GOAL OF THE EXERCISE:
Count every line in the entries below that contains the word "EmbeddingData", and give only that number.

RECORD EXTRACTS:

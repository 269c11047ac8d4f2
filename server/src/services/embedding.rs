//
// Copyright 2026 Hans W. Uhlig. All Rights Reserved.
//
// Licensed under the Apache License, Version 2.0 (the "License");
// you may not use this file except in compliance with the License.
// You may obtain a copy of the License at
//
//      http://www.apache.org/licenses/LICENSE-2.0
//
// Unless required by applicable law or agreed to in writing, software
// distributed under the License is distributed on an "AS IS" BASIS,
// WITHOUT WARRANTIES OR CONDITIONS OF ANY KIND, either express or implied.
// See the License for the specific language governing permissions and
// limitations under the License.
//

//! Embedding providers backing memory relevance scoring

use crate::services::types::{ServiceError, ServiceResult};
use async_trait::async_trait;
use serde::{Deserialize, Serialize};
use std::sync::Arc;
use std::time::Duration;
use tracing::{debug, warn};

/// Configuration for an embedding provider
#[derive(Debug, Clone)]
pub struct EmbeddingServiceConfig {
    pub provider: String,
    pub endpoint: String,
    pub api_key: Option<String>,
    pub model: String,
    pub timeout_seconds: u64,
    /// Entries held by the in-process cache in front of the provider
    pub cache_capacity: u64,
}

impl EmbeddingServiceConfig {
    /// OpenAI-compatible configuration with the hosted endpoint
    pub fn openai(api_key: impl Into<String>, model: impl Into<String>) -> Self {
        Self {
            provider: "openai".to_string(),
            endpoint: "https://api.openai.com/v1".to_string(),
            api_key: Some(api_key.into()),
            model: model.into(),
            timeout_seconds: 30,
            cache_capacity: 10_000,
        }
    }

    /// Local Ollama configuration
    pub fn ollama(endpoint: impl Into<String>, model: impl Into<String>) -> Self {
        Self {
            provider: "ollama".to_string(),
            endpoint: endpoint.into(),
            api_key: None,
            model: model.into(),
            timeout_seconds: 30,
            cache_capacity: 10_000,
        }
    }
}

/// A service producing vector embeddings for text
#[cfg_attr(test, mockall::automock)]
#[async_trait]
pub trait Embeddings: Send + Sync {
    /// Embed a piece of text
    async fn embed(&self, text: &str) -> ServiceResult<Vec<f32>>;

    /// Health probe
    async fn is_available(&self) -> bool;

    /// Provider name for logs and metrics
    fn name(&self) -> &str;
}

/// OpenAI embeddings endpoint
pub struct OpenAiEmbeddings {
    config: EmbeddingServiceConfig,
    client: reqwest::Client,
}

impl OpenAiEmbeddings {
    pub fn new(config: EmbeddingServiceConfig) -> ServiceResult<Self> {
        let client = reqwest::Client::builder()
            .timeout(Duration::from_secs(config.timeout_seconds))
            .build()
            .map_err(|e| ServiceError::Config(format!("http client: {e}")))?;
        Ok(Self { config, client })
    }
}

#[async_trait]
impl Embeddings for OpenAiEmbeddings {
    async fn embed(&self, text: &str) -> ServiceResult<Vec<f32>> {
        #[derive(Serialize)]
        struct EmbeddingRequest<'a> {
            model: &'a str,
            input: &'a str,
        }
        #[derive(Deserialize)]
        struct EmbeddingResponse {
            data: Vec<EmbeddingData>,
        }
        #[derive(Deserialize)]
        struct EmbeddingData {
            embedding: Vec<f32>,
        }

        let api_key = self
            .config
            .api_key
            .as_deref()
            .ok_or_else(|| ServiceError::Auth("OpenAI API key not configured".to_string()))?;
        let response = self
            .client
            .post(format!("{}/embeddings", self.config.endpoint))
            .header("Authorization", format!("Bearer {api_key}"))
            .json(&EmbeddingRequest {
                model: &self.config.model,
                input: text,
            })
            .send()
            .await
            .map_err(|e| ServiceError::Network(e.to_string()))?;

        let status = response.status();
        if status.as_u16() == 401 || status.as_u16() == 403 {
            return Err(ServiceError::Auth(format!("OpenAI rejected key: {status}")));
        }
        if !status.is_success() {
            let detail = response.text().await.unwrap_or_default();
            return Err(ServiceError::Api(format!("OpenAI {status}: {detail}")));
        }
        let parsed: EmbeddingResponse = response
            .json()
            .await
            .map_err(|e| ServiceError::Api(format!("OpenAI response parse: {e}")))?;
        let vector = parsed
            .data
            .into_iter()
            .next()
            .map(|data| data.embedding)
            .ok_or_else(|| ServiceError::Api("OpenAI returned no embedding".to_string()))?;
        metrics::counter!("service.embedding.requests", "provider" => "openai").increment(1);
        Ok(vector)
    }

    async fn is_available(&self) -> bool {
        let Some(api_key) = self.config.api_key.as_deref() else {
            return false;
        };
        self.client
            .get(format!("{}/models", self.config.endpoint))
            .header("Authorization", format!("Bearer {api_key}"))
            .send()
            .await
            .map(|response| response.status().is_success())
            .unwrap_or(false)
    }

    fn name(&self) -> &str {
        "openai"
    }
}

/// Ollama embeddings endpoint for local models
pub struct OllamaEmbeddings {
    config: EmbeddingServiceConfig,
    client: reqwest::Client,
}

impl OllamaEmbeddings {
    pub fn new(config: EmbeddingServiceConfig) -> ServiceResult<Self> {
        let client = reqwest::Client::builder()
            .timeout(Duration::from_secs(config.timeout_seconds))
            .build()
            .map_err(|e| ServiceError::Config(format!("http client: {e}")))?;
        Ok(Self { config, client })
    }
}

#[async_trait]
impl Embeddings for OllamaEmbeddings {
    async fn embed(&self, text: &str) -> ServiceResult<Vec<f32>> {
        #[derive(Serialize)]
        struct EmbeddingRequest<'a> {
            model: &'a str,
            prompt: &'a str,
        }
        #[derive(Deserialize)]
        struct EmbeddingResponse {
            embedding: Vec<f32>,
        }

        let response = self
            .client
            .post(format!("{}/api/embeddings", self.config.endpoint))
            .json(&EmbeddingRequest {
                model: &self.config.model,
                prompt: text,
            })
            .send()
            .await
            .map_err(|e| ServiceError::Network(e.to_string()))?;

        let status = response.status();
        if !status.is_success() {
            let detail = response.text().await.unwrap_or_default();
            return Err(ServiceError::Api(format!("Ollama {status}: {detail}")));
        }
        let parsed: EmbeddingResponse = response
            .json()
            .await
            .map_err(|e| ServiceError::Api(format!("Ollama response parse: {e}")))?;
        metrics::counter!("service.embedding.requests", "provider" => "ollama").increment(1);
        Ok(parsed.embedding)
    }

    async fn is_available(&self) -> bool {
        self.client
            .get(format!("{}/api/tags", self.config.endpoint))
            .send()
            .await
            .map(|response| response.status().is_success())
            .unwrap_or(false)
    }

    fn name(&self) -> &str {
        "ollama"
    }
}

/// Caching layer over any embedding provider.
///
/// Agents re-embed the same descriptions constantly (focal points, repeated
/// events), so a small in-process cache removes most provider round trips.
pub struct CachedEmbeddings {
    inner: Arc<dyn Embeddings>,
    cache: moka::future::Cache<String, Vec<f32>>,
}

impl CachedEmbeddings {
    pub fn new(inner: Arc<dyn Embeddings>, capacity: u64) -> Self {
        let cache = moka::future::Cache::builder()
            .max_capacity(capacity)
            .time_to_idle(Duration::from_secs(3600))
            .build();
        Self { inner, cache }
    }
}

#[async_trait]
impl Embeddings for CachedEmbeddings {
    async fn embed(&self, text: &str) -> ServiceResult<Vec<f32>> {
        if let Some(vector) = self.cache.get(text).await {
            metrics::counter!("service.embedding.cache.hits").increment(1);
            return Ok(vector);
        }
        metrics::counter!("service.embedding.cache.misses").increment(1);
        let vector = self.inner.embed(text).await?;
        self.cache.insert(text.to_string(), vector.clone()).await;
        debug!(len = vector.len(), "cached new embedding");
        Ok(vector)
    }

    async fn is_available(&self) -> bool {
        self.inner.is_available().await
    }

    fn name(&self) -> &str {
        self.inner.name()
    }
}

/// Build the configured embedding provider, wrapped in the cache
pub fn build_embeddings(config: EmbeddingServiceConfig) -> ServiceResult<Arc<dyn Embeddings>> {
    let capacity = config.cache_capacity;
    let inner: Arc<dyn Embeddings> = match config.provider.to_lowercase().as_str() {
        "openai" => Arc::new(OpenAiEmbeddings::new(config)?),
        "ollama" => Arc::new(OllamaEmbeddings::new(config)?),
        other => {
            warn!(provider = other, "unknown embedding provider");
            return Err(ServiceError::Config(format!(
                "unknown embedding provider '{other}'"
            )));
        }
    };
    Ok(Arc::new(CachedEmbeddings::new(inner, capacity)))
}


// Made with Bob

OUTPUT OF THE EXERCISE:
2